Saved entries:
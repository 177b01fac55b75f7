use crate::error::{PckError, Result};
use crate::fsutil::{parent_dir, same_path};
use crate::report::Report;
use crate::transform::backup::Backup;
use crate::transform::open_embedded;
use crate::transform::rip::rip;
use std::fs;
use std::path::{Path, PathBuf};
use tracing::warn;

/// Turn a self-contained executable into an executable plus `.pck` pair.
///
/// With `new_exe`, `exe` is copied there first and left untouched; the pair
/// is named after `new_exe`. Without it, `exe` itself is stripped and the
/// package lands next to it. Outputs that already exist are replaced only
/// when the whole split succeeds; a failed split removes what it created
/// and puts the previous files back.
pub fn split(exe: &Path, new_exe: Option<&Path>, remove_backup: bool) -> Result<Report> {
    drop(open_embedded(exe)?);

    let target = match new_exe {
        Some(new_exe) if same_path(exe, new_exe) => {
            return Err(PckError::SamePathConflict(new_exe.display().to_string()));
        }
        Some(new_exe) => new_exe,
        None => exe,
    };
    let pck = target.with_extension("pck");
    if same_path(&pck, target) || same_path(&pck, exe) {
        return Err(PckError::SamePathConflict(pck.display().to_string()));
    }

    let mut report = Report::new();
    let mut outputs = Outputs::default();

    let result = (|| -> Result<()> {
        if let Some(new_exe) = new_exe {
            outputs.replace(new_exe)?;
            copy_exe(exe, new_exe)?;
            outputs.created(new_exe);
            report.step(format!("Copied {} to {}", exe.display(), new_exe.display()));
        }

        outputs.replace(&pck)?;
        report.extend(rip(target, Some(&pck), false)?);
        outputs.created(&pck);

        report.extend(rip(target, None, remove_backup)?);
        Ok(())
    })();

    match result {
        Ok(()) => {
            outputs.commit();
            report.step(format!(
                "Split {} into {} and {}",
                exe.display(),
                target.display(),
                pck.display()
            ));
            Ok(report)
        }
        Err(e) => {
            outputs.roll_back()?;
            Err(e)
        }
    }
}

/// Files a split writes, and the previous files it moved out of the way
#[derive(Default)]
struct Outputs {
    created: Vec<PathBuf>,
    replaced: Vec<Backup>,
}

impl Outputs {
    fn replace(&mut self, path: &Path) -> Result<()> {
        if path.exists() {
            self.replaced.push(Backup::set_aside(path)?);
        }
        Ok(())
    }

    fn created(&mut self, path: &Path) {
        self.created.push(path.to_path_buf());
    }

    fn commit(self) {
        for previous in self.replaced {
            let path = previous.path().to_path_buf();
            if let Err(e) = previous.discard() {
                warn!(path = %path.display(), error = %e, "could not remove replaced output");
            }
        }
    }

    /// Remove created files and restore replaced ones; the first failed
    /// restore is returned after every restore has been attempted
    fn roll_back(self) -> Result<()> {
        for path in &self.created {
            if let Err(e) = fs::remove_file(path) {
                warn!(path = %path.display(), error = %e, "could not remove partial output");
            }
        }

        let mut failed = None;
        for previous in self.replaced.into_iter().rev() {
            if let Err(e) = previous.restore() {
                failed.get_or_insert(e);
            }
        }
        failed.map_or(Ok(()), Err)
    }
}

fn copy_exe(exe: &Path, new_exe: &Path) -> Result<()> {
    fs::create_dir_all(parent_dir(new_exe))?;
    if let Err(e) = fs::copy(exe, new_exe) {
        let _ = fs::remove_file(new_exe);
        return Err(e.into());
    }
    Ok(())
}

» **What you should do**
The output should be a character-exact copy of all entries.

» **Output for this exercise**
repository 177b01fac55b75f7
use crate::error::{PckError, Result};
use crate::fsutil::{parent_dir, same_path};
use crate::report::Report;
use crate::transform::backup::Backup;
use crate::transform::open_embedded;
use crate::transform::rip::rip;
use std::fs;
use std::path::{Path, PathBuf};
use tracing::warn;

/// Turn a self-contained executable into an executable plus `.pck` pair.
///
/// With `new_exe`, `exe` is copied there first and left untouched; the pair
/// is named after `new_exe`. Without it, `exe` itself is stripped and the
/// package lands next to it. Outputs that already exist are replaced only
/// when the whole split succeeds; a failed split removes what it created
/// and puts the previous files back.
pub fn split(exe: &Path, new_exe: Option<&Path>, remove_backup: bool) -> Result<Report> {
    drop(open_embedded(exe)?);

    let target = match new_exe {
        Some(new_exe) if same_path(exe, new_exe) => {
            return Err(PckError::SamePathConflict(new_exe.display().to_string()));
        }
        Some(new_exe) => new_exe,
        None => exe,
    };
    let pck = target.with_extension("pck");
    if same_path(&pck, target) || same_path(&pck, exe) {
        return Err(PckError::SamePathConflict(pck.display().to_string()));
    }

    let mut report = Report::new();
    let mut outputs = Outputs::default();

    let result = (|| -> Result<()> {
        if let Some(new_exe) = new_exe {
            outputs.replace(new_exe)?;
            copy_exe(exe, new_exe)?;
            outputs.created(new_exe);
            report.step(format!("Copied {} to {}", exe.display(), new_exe.display()));
        }

        outputs.replace(&pck)?;
        report.extend(rip(target, Some(&pck), false)?);
        outputs.created(&pck);

        report.extend(rip(target, None, remove_backup)?);
        Ok(())
    })();

    match result {
        Ok(()) => {
            outputs.commit();
            report.step(format!(
                "Split {} into {} and {}",
                exe.display(),
                target.display(),
                pck.display()
            ));
            Ok(report)
        }
        Err(e) => {
            outputs.roll_back()?;
            Err(e)
        }
    }
}

/// Files a split writes, and the previous files it moved out of the way
#[derive(Default)]
struct Outputs {
    created: Vec<PathBuf>,
    replaced: Vec<Backup>,
}

impl Outputs {
    fn replace(&mut self, path: &Path) -> Result<()> {
        if path.exists() {
            self.replaced.push(Backup::set_aside(path)?);
        }
        Ok(())
    }

    fn created(&mut self, path: &Path) {
        self.created.push(path.to_path_buf());
    }

    fn commit(self) {
        for previous in self.replaced {
            let path = previous.path().to_path_buf();
            if let Err(e) = previous.discard() {
                warn!(path = %path.display(), error = %e, "could not remove replaced output");
            }
        }
    }

    /// Remove created files and restore replaced ones; the first failed
    /// restore is returned after every restore has been attempted
    fn roll_back(self) -> Result<()> {
        for path in &self.created {
            if let Err(e) = fs::remove_file(path) {
                warn!(path = %path.display(), error = %e, "could not remove partial output");
            }
        }

        let mut failed = None;
        for previous in self.replaced.into_iter().rev() {
            if let Err(e) = previous.restore() {
                failed.get_or_insert(e);
            }
        }
        failed.map_or(Ok(()), Err)
    }
}

fn copy_exe(exe: &Path, new_exe: &Path) -> Result<()> {
    fs::create_dir_all(parent_dir(new_exe))?;
    if let Err(e) = fs::copy(exe, new_exe) {
        let _ = fs::remove_file(new_exe);
        return Err(e.into());
    }
    Ok(())
}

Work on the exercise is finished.